I completely agree with where you are coming from.
However, yes, there is doping in High School athletics. There has long been doping in High School athletics.
CIS female athletes, absent testing and limits, will in fact - and do in fact - use testosterone and precursors thereof to enhance performance.
This happens at all levels of athletics.
Accordingly, there are testosterone limits applied to female athletes. To allow female athletes with excessive testosterone - regardless of whether they are cis or trans and regardless of whether it is natural or artificial - to compete against other female athletes with relative normal (in the statistical sense - i.e. within some range of the statistical mean selected to capture a given high percentage of all athletes), is to allow an unfair competitive advantage.
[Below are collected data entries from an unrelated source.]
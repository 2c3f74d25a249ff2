//! Legacy free-text rule fallback.
//!
//! Older catalog entries predate the structured `conditions` payload and
//! carry their semantics only in the citation text. When no structured
//! alternative passes, the engine scans the rule text for the two phrases
//! the legacy catalog used and evaluates the corresponding check.

use lazy_static::lazy_static;
use regex::Regex;

use crate::agreements;
use crate::hs;
use crate::types::{AlternativeEvaluation, OriginCalculationRequest};

/// Confidence of the wholly-obtained legacy check.
const WHOLLY_OBTAINED_CONFIDENCE: f64 = 0.95;

/// Confidence of the change-of-chapter legacy check.
const CHANGE_OF_CHAPTER_CONFIDENCE: f64 = 0.75;

lazy_static! {
    static ref WHOLLY_OBTAINED: Regex = Regex::new(r"(?i)wholly\s+obtained").unwrap();
    static ref CHANGE_OF_CHAPTER: Regex = Regex::new(r"(?i)change\s+of\s+chapter").unwrap();
}

/// Scan the citation text and evaluate the matching legacy check, if any.
///
/// "wholly obtained" is tested first; an unmatched text returns `None` and
/// the rule fails with zero confidence. The confidence describes the
/// assessment, not the outcome, so a matched check that does not hold still
/// reports at the pattern's confidence.
pub fn evaluate_rule_text(
    rule_text: &str,
    request: &OriginCalculationRequest,
) -> Option<AlternativeEvaluation> {
    if WHOLLY_OBTAINED.is_match(rule_text) {
        let result = request
            .materials
            .iter()
            .all(|m| agreements::is_originating(&request.trade_agreement, &m.origin));
        return Some(AlternativeEvaluation {
            result,
            confidence: WHOLLY_OBTAINED_CONFIDENCE,
            details: if result {
                "legacy text rule: every material originates within the agreement".to_string()
            } else {
                "legacy text rule: non-originating materials present, product is not wholly obtained"
                    .to_string()
            },
        });
    }

    if CHANGE_OF_CHAPTER.is_match(rule_text) {
        let result = request
            .materials
            .iter()
            .all(|m| hs::chapter_differs(&m.hs_code, &request.hs_code));
        return Some(AlternativeEvaluation {
            result,
            confidence: CHANGE_OF_CHAPTER_CONFIDENCE,
            details: if result {
                "legacy text rule: every material sits outside the product chapter".to_string()
            } else {
                "legacy text rule: at least one material shares the product chapter".to_string()
            },
        });
    }

    None
}
//! Provider pool: active-provider filtering and the HTTP call path.
//!
//! The retry schedule is part of the observable contract, so it is written
//! as an explicit bounded loop rather than hidden in middleware: after a
//! failed attempt the call sleeps `min(250ms * 2^attempt, 2s)` and tries
//! again until the retry budget is spent; the terminal failure becomes a
//! [`ProviderCallResult::Error`], never an exception to the caller.

use std::time::{Duration, Instant};

use async_trait::async_trait;
use origo_core::ProviderCallResult;

use super::{PreparedRequest, ProviderError};
use crate::config::{ConsensusConfig, ProviderConfig, MIN_CONSENSUS_SCORE};
use crate::normalize;

/// Ceiling of the backoff schedule.
const BACKOFF_CAP: Duration = Duration::from_millis(2000);

/// Base delay of the backoff schedule.
const BACKOFF_BASE_MS: u64 = 250;

/// Backoff before retry number `attempt` (0-based): 250ms, 500ms, 1s, 2s,
/// capped at 2s.
pub fn backoff_delay(attempt: u32) -> Duration {
    let millis = BACKOFF_BASE_MS.saturating_mul(1u64 << attempt.min(16));
    Duration::from_millis(millis).min(BACKOFF_CAP)
}

/// The orchestrator's view of the provider fleet.
///
/// One implementation speaks HTTP; tests substitute their own. Either way a
/// call always resolves to a [`ProviderCallResult`] — skip, success or
/// terminal error — so the consensus step can wait for every provider to
/// settle.
#[async_trait]
pub trait ProviderPool: Send + Sync {
    /// Providers whose required fields are all present.
    fn active(&self) -> Vec<ProviderConfig>;

    /// Call one provider with the prepared case prompt.
    async fn call(&self, provider: &ProviderConfig, prompt: &str) -> ProviderCallResult;
}

/// HTTP-backed provider pool.
pub struct HttpProviderPool {
    providers: Vec<ProviderConfig>,
    client: reqwest::Client,
    max_retries: u32,
    call_timeout: Duration,
}

impl HttpProviderPool {
    /// Build a pool from the consensus configuration.
    pub fn from_config(config: &ConsensusConfig) -> Self {
        Self {
            providers: config.providers.clone(),
            client: reqwest::Client::new(),
            max_retries: config.max_retries,
            call_timeout: config.call_timeout,
        }
    }

    /// One HTTP attempt; timeouts are reported as such and count toward the
    /// retry budget like any other transport failure.
    async fn attempt(&self, prepared: &PreparedRequest) -> Result<serde_json::Value, ProviderError> {
        let mut request = self
            .client
            .post(&prepared.url)
            .timeout(self.call_timeout)
            .json(&prepared.body);
        for (name, value) in &prepared.headers {
            request = request.header(*name, value);
        }

        let response = request.send().await.map_err(|e| {
            if e.is_timeout() {
                ProviderError::Timeout(self.call_timeout)
            } else {
                ProviderError::HttpError(e.to_string())
            }
        })?;

        let status = response.status();
        if !status.is_success() {
            let message = response.text().await.unwrap_or_default();
            return Err(ProviderError::ApiError {
                status: status.as_u16(),
                message: truncate(&message, 500),
            });
        }

        response
            .json()
            .await
            .map_err(|e| ProviderError::ParseError(e.to_string()))
    }
}

#[async_trait]
impl ProviderPool for HttpProviderPool {
    fn active(&self) -> Vec<ProviderConfig> {
        self.providers.iter().filter(|p| p.is_active()).cloned().collect()
    }

    async fn call(&self, provider: &ProviderConfig, prompt: &str) -> ProviderCallResult {
        let missing = provider.missing_fields();
        if !missing.is_empty() {
            return ProviderCallResult::Skipped {
                provider_id: provider.id.clone(),
                reason: format!("missing {}", missing.join(", ")),
            };
        }

        let credential = provider.credential();
        if provider.dialect.requires_model_and_credential() && credential.is_none() {
            return ProviderCallResult::Skipped {
                provider_id: provider.id.clone(),
                reason: "credential unavailable".to_string(),
            };
        }

        let prepared = match provider.dialect.prepare(provider, credential.as_ref(), prompt) {
            Ok(prepared) => prepared,
            Err(e) => {
                return ProviderCallResult::Skipped {
                    provider_id: provider.id.clone(),
                    reason: e.to_string(),
                }
            }
        };

        let started = Instant::now();
        let mut attempt: u32 = 0;
        loop {
            match self.attempt(&prepared).await {
                Ok(body) => {
                    return match provider.dialect.unwrap_reply(&body) {
                        Ok(text) => {
                            let vote = normalize::normalize_reply(&text, MIN_CONSENSUS_SCORE);
                            ProviderCallResult::Ok {
                                provider_id: provider.id.clone(),
                                decision: vote.decision,
                                confidence: vote.confidence,
                                rationale: vote.rationale,
                                latency_ms: started.elapsed().as_millis() as u64,
                            }
                        }
                        Err(e) => {
                            tracing::warn!(provider = %provider.id, error = %e, "Unusable provider reply");
                            ProviderCallResult::Error {
                                provider_id: provider.id.clone(),
                                message: e.to_string(),
                            }
                        }
                    };
                }
                Err(e) if e.is_retryable() && attempt < self.max_retries => {
                    tracing::debug!(
                        provider = %provider.id,
                        attempt,
                        error = %e,
                        "Provider call failed; backing off"
                    );
                    tokio::time::sleep(backoff_delay(attempt)).await;
                    attempt += 1;
                }
                Err(e) => {
                    tracing::warn!(
                        provider = %provider.id,
                        attempts = attempt + 1,
                        error = %e,
                        "Provider call failed terminally"
                    );
                    return ProviderCallResult::Error {
                        provider_id: provider.id.clone(),
                        message: e.to_string(),
                    };
                }
            }
        }
    }
}

fn truncate(text: &str, max: usize) -> String {
    if text.len() <= max {
        text.to_string()
    } else {
        let mut end = max;
        while !text.is_char_boundary(end) {
            end -= 1;
        }
        format!("{}…", &text[..end])
    }
}

#[cfg(test)]
mod tests {
    use super::*;
    use crate::config::{ProviderConfig, ProviderDialect};

    #[test]
    fn test_backoff_schedule_is_exact() {
        assert_eq!(backoff_delay(0), Duration::from_millis(250));
        assert_eq!(backoff_delay(1), Duration::from_millis(500));
        assert_eq!(backoff_delay(2), Duration::from_millis(1000));
        assert_eq!(backoff_delay(3), Duration::from_millis(2000));
        assert_eq!(backoff_delay(4), Duration::from_millis(2000));
        assert_eq!(backoff_delay(30), Duration::from_millis(2000));
    }

    fn inactive_provider() -> ProviderConfig {
        ProviderConfig {
            id: "no-creds".to_string(),
            display_name: None,
            dialect: ProviderDialect::Anthropic,
            endpoint: Some("https://api.anthropic.com/v1/messages".to_string()),
            model: None,
            api_key: None,
            temperature: None,
        }
    }

    #[tokio::test]
    async fn test_inactive_provider_is_skipped_without_network() {
        let pool = HttpProviderPool::from_config(&ConsensusConfig {
            providers: vec![inactive_provider()],
            ..ConsensusConfig::default()
        });

        assert!(pool.active().is_empty());

        let result = pool.call(&inactive_provider(), "case").await;
        match result {
            ProviderCallResult::Skipped { reason, .. } => {
                assert!(reason.contains("model"));
            }
            other => panic!("expected Skipped, got {:?}", other),
        }
    }

    #[test]
    fn test_truncate_respects_char_boundaries() {
        let text = "éééé";
        let truncated = truncate(text, 3);
        assert!(truncated.starts_with('é'));
    }
}
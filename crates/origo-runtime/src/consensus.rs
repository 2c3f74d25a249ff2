//! Consensus orchestrator.
//!
//! Takes the engine's deterministic result, fans the case out to every
//! active reasoning provider concurrently, reconciles the votes and decides
//! whether a human must review the case. The orchestrator never fails a
//! calculation: with no usable providers it synthesizes a consensus from the
//! rule evaluations alone, and audit/queue side effects are fire-and-forget.

use std::sync::Arc;

use chrono::Utc;
use futures::future::join_all;
use serde::{Deserialize, Serialize};

use origo_core::{
    ConsensusAuditTrail, Decision, OriginCalculationRequest, OriginCalculationResult,
    ProviderCallResult, RuleEvaluation,
};

use crate::cache::{VerdictCache, VerdictKey};
use crate::config::{ConsensusConfig, ProviderConfig, MIN_CONSENSUS_SCORE};
use crate::normalize::{clamp_confidence, NormalizedVote};
use crate::providers::{HttpProviderPool, ProviderPool};
use crate::sinks::{AuditEvent, AuditSink, NoopAuditSink, NoopReviewQueue, ReviewQueue, ReviewTask};
use crate::summary;

/// Outcome of one consensus run.
#[derive(Debug, Clone, Serialize, Deserialize)]
pub struct ConsensusOutcome {
    /// True when live provider votes contributed; false on the synthetic path
    pub enabled: bool,

    /// Aggregate confidence, always within `[MIN_CONSENSUS_SCORE, 1]`
    pub consensus_score: f64,

    /// Narrative of the run; never empty
    pub consensus_summary: String,

    /// Rationales of providers that disagreed with the consensus decision
    pub dissenting_opinions: Vec<String>,

    /// Every provider outcome, including skips and errors
    pub provider_decisions: Vec<ProviderCallResult>,

    /// Whether the case must be reviewed by a human
    pub requires_human_review: bool,

    /// Why the case was flagged; empty when no review is required
    #[serde(default)]
    pub review_reasons: Vec<String>,

    /// Audit snapshot of the run
    pub audit_trail: ConsensusAuditTrail,
}

/// The consensus orchestrator.
///
/// Stateless across requests; configuration and collaborators are injected
/// once at construction so tests can substitute all of them.
pub struct ConsensusOrchestrator {
    config: ConsensusConfig,
    pool: Arc<dyn ProviderPool>,
    audit: Arc<dyn AuditSink>,
    reviews: Arc<dyn ReviewQueue>,
    cache: Option<VerdictCache>,
}

impl ConsensusOrchestrator {
    /// Create an orchestrator with no-op sinks.
    pub fn new(config: ConsensusConfig, pool: Arc<dyn ProviderPool>) -> Self {
        let cache = config
            .cache_ttl
            .map(|ttl| VerdictCache::new(10_000, ttl));
        Self {
            config,
            pool,
            audit: Arc::new(NoopAuditSink),
            reviews: Arc::new(NoopReviewQueue),
            cache,
        }
    }

    /// Start building an orchestrator.
    pub fn builder(config: ConsensusConfig) -> ConsensusOrchestratorBuilder {
        ConsensusOrchestratorBuilder::new(config)
    }

    /// Run consensus over one calculation.
    ///
    /// # Execution Flow
    /// 1. Collect active providers (none, or consensus disabled → synthetic)
    /// 2. Build one case prompt and fan it out concurrently
    /// 3. Wait for every provider to settle (success, skip or terminal error)
    /// 4. Count votes over successes only; all failed → synthetic fallback
    /// 5. Fire audit and, when flagged, review-queue side effects
    ///
    /// Dropping the returned future cancels in-flight provider calls; there
    /// is no partial result.
    pub async fn run(
        &self,
        request: &OriginCalculationRequest,
        evaluations: &[RuleEvaluation],
        engine_result: &OriginCalculationResult,
    ) -> ConsensusOutcome {
        let active = if self.config.enabled {
            self.pool.active()
        } else {
            Vec::new()
        };

        let outcome = if active.is_empty() {
            let note = if self.config.enabled {
                "no active reasoning providers"
            } else {
                "consensus disabled by configuration"
            };
            self.synthetic_outcome(evaluations, engine_result, Vec::new(), note)
        } else {
            let prompt = summary::build_prompt(request, evaluations, engine_result);
            let decisions: Vec<ProviderCallResult> =
                join_all(active.iter().map(|p| self.call_provider(p, &prompt))).await;

            let tally = tally_votes(&decisions);
            if tally.successes == 0 {
                self.synthetic_outcome(
                    evaluations,
                    engine_result,
                    decisions,
                    "all providers skipped or failed",
                )
            } else {
                self.live_outcome(engine_result, decisions, tally)
            }
        };

        self.dispatch_side_effects(request, &outcome);
        outcome
    }

    /// Run consensus and merge the outcome into the engine's result.
    ///
    /// The merged explanation appends the consensus narrative; the merged
    /// confidence is the maximum of the engine's and the consensus score —
    /// corroboration can raise displayed confidence, never lower it.
    /// Divergence surfaces through `human_review_required` and
    /// `dissenting_opinions` instead.
    pub async fn enrich(
        &self,
        request: &OriginCalculationRequest,
        evaluations: &[RuleEvaluation],
        engine_result: &OriginCalculationResult,
    ) -> OriginCalculationResult {
        let outcome = self.run(request, evaluations, engine_result).await;

        let mut merged = engine_result.clone();
        merged.explanation = format!(
            "{}\n\n{}",
            engine_result.explanation, outcome.consensus_summary
        );
        merged.confidence = engine_result.confidence.max(outcome.consensus_score);
        merged.consensus_score = Some(outcome.consensus_score);
        merged.dissenting_opinions = outcome.dissenting_opinions;
        merged.human_review_required = outcome.requires_human_review;
        merged.provider_decisions = outcome.provider_decisions;
        merged.audit_trail = Some(outcome.audit_trail);
        merged.consensus_summary = Some(outcome.consensus_summary);
        merged
    }

    /// Call one provider, via the verdict cache when configured.
    async fn call_provider(&self, provider: &ProviderConfig, prompt: &str) -> ProviderCallResult {
        let Some(cache) = &self.cache else {
            return self.pool.call(provider, prompt).await;
        };

        let key = VerdictKey::new(&provider.id, prompt);
        if let Some(vote) = cache.get(&key).await {
            tracing::debug!(provider = %provider.id, "Verdict served from cache");
            return ProviderCallResult::Ok {
                provider_id: provider.id.clone(),
                decision: vote.decision,
                confidence: vote.confidence,
                rationale: vote.rationale,
                latency_ms: 0,
            };
        }

        let result = self.pool.call(provider, prompt).await;
        if let ProviderCallResult::Ok {
            decision,
            confidence,
            rationale,
            ..
        } = &result
        {
            cache
                .insert(
                    key,
                    NormalizedVote {
                        decision: *decision,
                        confidence: *confidence,
                        rationale: rationale.clone(),
                    },
                )
                .await;
        }
        result
    }

    /// Consensus from live provider votes.
    fn live_outcome(
        &self,
        engine_result: &OriginCalculationResult,
        decisions: Vec<ProviderCallResult>,
        tally: VoteTally,
    ) -> ConsensusOutcome {
        let decision = consensus_decision(&tally, engine_result.is_conform);
        let score = clamp_confidence(
            tally.confidence_sum / tally.successes as f64,
            MIN_CONSENSUS_SCORE,
        );

        let dissenting_opinions: Vec<String> = decisions
            .iter()
            .filter_map(|d| match d {
                ProviderCallResult::Ok {
                    provider_id,
                    decision: vote,
                    rationale,
                    ..
                } if *vote != decision => Some(format!("{}: {}", provider_id, rationale)),
                _ => None,
            })
            .collect();

        let mut review_reasons = Vec::new();
        if score < self.config.hitl_threshold {
            review_reasons.push(format!(
                "consensus score {:.2} below review threshold {:.2}",
                score, self.config.hitl_threshold
            ));
        }
        if tally.conform > 0 && tally.non_conform > 0 {
            review_reasons.push("providers split between conform and non-conform".to_string());
        }
        if tally.inconclusive * 2 > tally.successes {
            review_reasons.push("majority of provider replies inconclusive".to_string());
        }
        let requires_human_review = !review_reasons.is_empty();

        let mut consensus_summary = format!(
            "Consensus of {} providers: {} conform, {} non-conform, {} inconclusive; \
             decision {}, score {:.2}.",
            tally.successes,
            tally.conform,
            tally.non_conform,
            tally.inconclusive,
            decision,
            score
        );
        if requires_human_review {
            consensus_summary.push_str(&format!(
                " Flagged for human review: {}.",
                review_reasons.join("; ")
            ));
        }

        ConsensusOutcome {
            enabled: true,
            consensus_score: score,
            consensus_summary,
            dissenting_opinions,
            audit_trail: ConsensusAuditTrail {
                consensus_score: score,
                required_threshold: self.config.hitl_threshold,
                provider_decisions: decisions.clone(),
                generated_at: Utc::now(),
            },
            provider_decisions: decisions,
            requires_human_review,
            review_reasons,
        }
    }

    /// Consensus synthesized from the deterministic rule evaluations alone.
    fn synthetic_outcome(
        &self,
        evaluations: &[RuleEvaluation],
        engine_result: &OriginCalculationResult,
        provider_decisions: Vec<ProviderCallResult>,
        note: &str,
    ) -> ConsensusOutcome {
        let conform = evaluations.iter().filter(|e| e.is_conform).count();
        let non_conform = evaluations.len() - conform;

        let score = if evaluations.is_empty() {
            MIN_CONSENSUS_SCORE
        } else {
            let mean =
                evaluations.iter().map(|e| e.confidence).sum::<f64>() / evaluations.len() as f64;
            clamp_confidence(mean, MIN_CONSENSUS_SCORE)
        };

        // The rule-evaluation majority acts as the vote; a tie never
        // contradicts the engine.
        let majority_diverges = conform != non_conform
            && (conform > non_conform) != engine_result.is_conform;

        let mut review_reasons = Vec::new();
        if majority_diverges {
            review_reasons
                .push("rule evaluation majority diverges from engine decision".to_string());
        }
        if score < self.config.hitl_threshold {
            review_reasons.push(format!(
                "synthetic score {:.2} below review threshold {:.2}",
                score, self.config.hitl_threshold
            ));
        }
        let requires_human_review = !review_reasons.is_empty();

        let mut consensus_summary = format!(
            "Synthetic consensus ({}): {} of {} rule evaluations conform, score {:.2}; \
             engine decision {}.",
            note,
            conform,
            evaluations.len(),
            score,
            if engine_result.is_conform {
                "conform"
            } else {
                "non-conform"
            }
        );
        if requires_human_review {
            consensus_summary.push_str(&format!(
                " Flagged for human review: {}.",
                review_reasons.join("; ")
            ));
        }

        ConsensusOutcome {
            enabled: false,
            consensus_score: score,
            consensus_summary,
            dissenting_opinions: Vec::new(),
            audit_trail: ConsensusAuditTrail {
                consensus_score: score,
                required_threshold: self.config.hitl_threshold,
                provider_decisions: provider_decisions.clone(),
                generated_at: Utc::now(),
            },
            provider_decisions,
            requires_human_review,
            review_reasons,
        }
    }

    /// Fire the audit record and, when flagged, the review task. Neither is
    /// awaited on the critical path; failures are logged and swallowed.
    fn dispatch_side_effects(&self, request: &OriginCalculationRequest, outcome: &ConsensusOutcome) {
        let audit = Arc::clone(&self.audit);
        let event = AuditEvent {
            action: "origin_consensus_run".to_string(),
            resource: "origin_calculation".to_string(),
            resource_id: request.product_sku.clone(),
            details: serde_json::to_value(outcome).unwrap_or(serde_json::Value::Null),
            success: true,
        };
        tokio::spawn(async move {
            if let Err(e) = audit.log_action(event).await {
                tracing::warn!(error = %e, "Audit write failed; continuing");
            }
        });

        if outcome.requires_human_review {
            let reviews = Arc::clone(&self.reviews);
            let task = ReviewTask {
                request_id: format!(
                    "{}-{}",
                    request.product_sku,
                    outcome.audit_trail.generated_at.timestamp_millis()
                ),
                product_sku: request.product_sku.clone(),
                hs_code: request.hs_code.clone(),
                trade_agreement: request.trade_agreement.clone(),
                reason: outcome.review_reasons.join("; "),
                ai_summary: outcome.consensus_summary.clone(),
                dissenting_opinions: outcome.dissenting_opinions.clone(),
            };
            tokio::spawn(async move {
                if let Err(e) = reviews.enqueue(task).await {
                    tracing::warn!(error = %e, "Review enqueue failed; continuing");
                }
            });
        }
    }
}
That is not a value judgment of any kind. The ENTIRE reason for having separate men's and women's athletic categories for the same sport (as opposed to sports such as pairs figure skating) is due to the statistically different hormonal levels and the persistent training advantage of those hormonal levels. Otherwise, men and women would simply all compete in an undifferentiated category which, in some sports, is reasonable.
But if you are going to say, "performance-enhancing biochemical levels should be irrelevant to competitive gender category" then you have to make it an even playing field in some way.
I totally get where you are coming from. It simply does not work out "fairly" to all of the athletes to ignore limits on naturally-occurring performance-enhancing biochemicals, which is the entire basis for gender division in sport in the first place.